Chapter 23 Cody
Minutes pass with me standing alone in the alleyway, frozen, while Luc walks away, going God knows where.
I don’t know how much time goes by, but eventually I realize something, and it feels like a kick in the gut: I fucked up.
With everything I said, I made it worse, hurt him more, and the worst part is that I thought I was right when I said it.
The opposite is true. I shouldn’t have let him leave, but when I realize that, it’s already too late. He’s long gone. Where to? I have no idea; it could be anywhere. After all, he knows Brussels far better than I do. That’s only one of the many things that don’t work in my favor.
He looked so lost and heartbroken when he left, and I can only blame myself for it.
In my defense, I wasn’t expecting a proposal, neither a fake nor a real one, for that matter.
At first, I thought he was using me to get back at his dad, and I felt humiliated.
But then he said it was real, and honestly .
. . I don’t know which I prefer. I’m so confused, and honestly, maybe it would have been better if the proposal were fake.
It may sound harsh, but can you blame me?
A twenty-one-year-old guy with no previous relationship experience and a tendency to be impulsive proposed to me out of the blue.
It’s a huge step, and I don’t know if I can take it seriously.
I’ve only recently started to believe I could find love on this strange continent, and I only just got Luc back.
Him suddenly blurting out that he loves me was shocking enough, but marriage?
Did I mention I met the guy just a month ago?
My family doesn’t even know him yet.
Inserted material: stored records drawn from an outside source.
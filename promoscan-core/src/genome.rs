//! Chromosome extents and promoter-centered windows.
//!
//! `ChromSizes` keeps chromosome lengths in the order they were read so that
//! tables written from it are stable across runs. `PromoterWindow` is the
//! interval `[anchor - upstream, anchor + downstream]` that every stage
//! regenerates whenever its anchor changes (first the TSS, later the
//! representative peak coordinate).
use anyhow::{bail, Context, Result};
use indexmap::IndexMap;
use regex::Regex;
use std::{io::BufRead, path::Path};

use crate::bed::{BEDLike, GenomicRange};
use crate::utils::open_file_for_read;

pub const DEFAULT_CANONICAL_CHROMS: &str = r"^chr([1-9]|1[0-9]|2[0-2]|X|Y)$";

#[derive(Debug, Clone, Eq, PartialEq, Default)]
pub struct ChromSizes(IndexMap<String, u64>);

impl ChromSizes {
    /// Read a `chrom.sizes` file or a FASTA `.fai` index. Only the first two
    /// columns are used.
    pub fn from_reader<R: BufRead>(reader: R) -> Result<Self> {
        let mut sizes = IndexMap::new();
        for (i, line) in reader.lines().enumerate() {
            let line = line?;
            if line.trim().is_empty() || line.starts_with('#') {
                continue;
            }
            let mut fields = line.split('\t');
            let (chrom, size) = match (fields.next(), fields.next()) {
                (Some(chrom), Some(size)) => (chrom, size),
                _ => bail!("line {}: expecting at least two columns", i + 1),
            };
            let size: u64 = size
                .trim()
                .parse()
                .with_context(|| format!("line {}: invalid chromosome length '{}'", i + 1, size))?;
            sizes.insert(chrom.to_string(), size);
        }
        Ok(ChromSizes(sizes))
    }

    pub fn from_path<P: AsRef<Path>>(path: P) -> Result<Self> {
        Self::from_reader(open_file_for_read(&path)?)
            .with_context(|| format!("failed to read chromosome sizes from {}", path.as_ref().display()))
    }

    pub fn total_size(&self) -> u64 {
        self.0.iter().map(|x| x.1).sum()
    }

    pub fn get(&self, chrom: &str) -> Option<u64> {
        self.0.get(chrom).copied()
    }

    pub fn len(&self) -> usize {
        self.0.len()
    }

    pub fn is_empty(&self) -> bool {
        self.0.is_empty()
    }

    /// Whether the chromosome is known and the record lies within `1..=length`.
    pub fn contains<B: BEDLike>(&self, bed: &B) -> bool {
        match self.get(bed.chrom()) {
            Some(size) => bed.start() >= 1 && bed.end() <= size,
            None => false,
        }
    }
}

impl<S> FromIterator<(S, u64)> for ChromSizes
where
    S: Into<String>,
{
    fn from_iter<T: IntoIterator<Item = (S, u64)>>(iter: T) -> Self {
        ChromSizes(iter.into_iter().map(|(s, l)| (s.into(), l)).collect())
    }
}

impl<'a> IntoIterator for &'a ChromSizes {
    type Item = (&'a String, &'a u64);
    type IntoIter = indexmap::map::Iter<'a, String, u64>;

    fn into_iter(self) -> Self::IntoIter {
        self.0.iter()
    }
}

/// Chromosome name filter. By default, autosomes and sex chromosomes of the
/// UCSC human naming scheme.
#[derive(Debug, Clone)]
pub struct CanonicalChroms(Regex);

impl CanonicalChroms {
    pub fn new(pattern: &str) -> Result<Self> {
        let re = Regex::new(pattern)
            .with_context(|| format!("invalid chromosome pattern: {}", pattern))?;
        Ok(Self(re))
    }

    pub fn is_canonical(&self, chrom: &str) -> bool {
        self.0.is_match(chrom)
    }
}

impl Default for CanonicalChroms {
    fn default() -> Self {
        Self(Regex::new(DEFAULT_CANONICAL_CHROMS).unwrap())
    }
}

/// A window around a single-base anchor.
#[derive(Debug, Clone, Copy, PartialEq, Eq)]
pub struct PromoterWindow {
    pub upstream: u64,
    pub downstream: u64,
}

impl PromoterWindow {
    pub fn new(upstream: u64, downstream: u64) -> Self {
        Self { upstream, downstream }
    }

    pub fn symmetric(half_width: u64) -> Self {
        Self::new(half_width, half_width)
    }

    pub fn width(&self) -> u64 {
        self.upstream + self.downstream + 1
    }

    /// The window around `anchor`, clamped at position 1.
    pub fn around(&self, chrom: &str, anchor: u64) -> GenomicRange {
        GenomicRange::new(
            chrom,
            anchor.saturating_sub(self.upstream).max(1),
            anchor + self.downstream,
        )
    }

    /// Like [`PromoterWindow::around`], but returns `None` instead of clamping
    /// when the window would leave the chromosome.
    pub fn within(&self, chrom_sizes: &ChromSizes, chrom: &str, anchor: u64) -> Option<GenomicRange> {
        if anchor <= self.upstream {
            return None;
        }
        let region = GenomicRange::new(chrom, anchor - self.upstream, anchor + self.downstream);
        if chrom_sizes.contains(&region) {
            Some(region)
        } else {
            None
        }
    }
}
It’s crazy.
And still, I can’t help feeling like I’m in the wrong here.
Luc’s impulsive . . . and emotional. I love that about him.
He feels things intensely and isn’t afraid to show it.
It’s been that way since day one, when he was rude to me in the shop.
He’s either all out or all in, and apparently, this is the latter.
Perhaps I should have seen this coming. Maybe I should get used to it.
I don’t see Luc changing anytime soon, and if I want to have a relationship with him, or even a life, I need to accept his impulsiveness. And decide fast.
That’s what love is, isn’t it? Taking the leap.
Not just for me, but for everyone. It’s impossible to know whether the person you love is meant for you, whether or not they’ll leave you, or if they love you as much as you love them.
Nobody ever knows this, and still, people put their hearts on the line.
They take the leap despite not knowing what the future will hold because they know life will be more miserable without that one person.
And that’s where I am right now. Part of me may wonder, perhaps even worry, that Luc will break my heart, but I learned that my life feels bleak when we’re apart, and that I’m happy when we’re together.
Does that mean we need to get married straight away?
Well, no, not for me. But maybe I need to take the leap.
Hopefully, as an engaged couple, we could just get to know each other for a while and figure things out before we get married.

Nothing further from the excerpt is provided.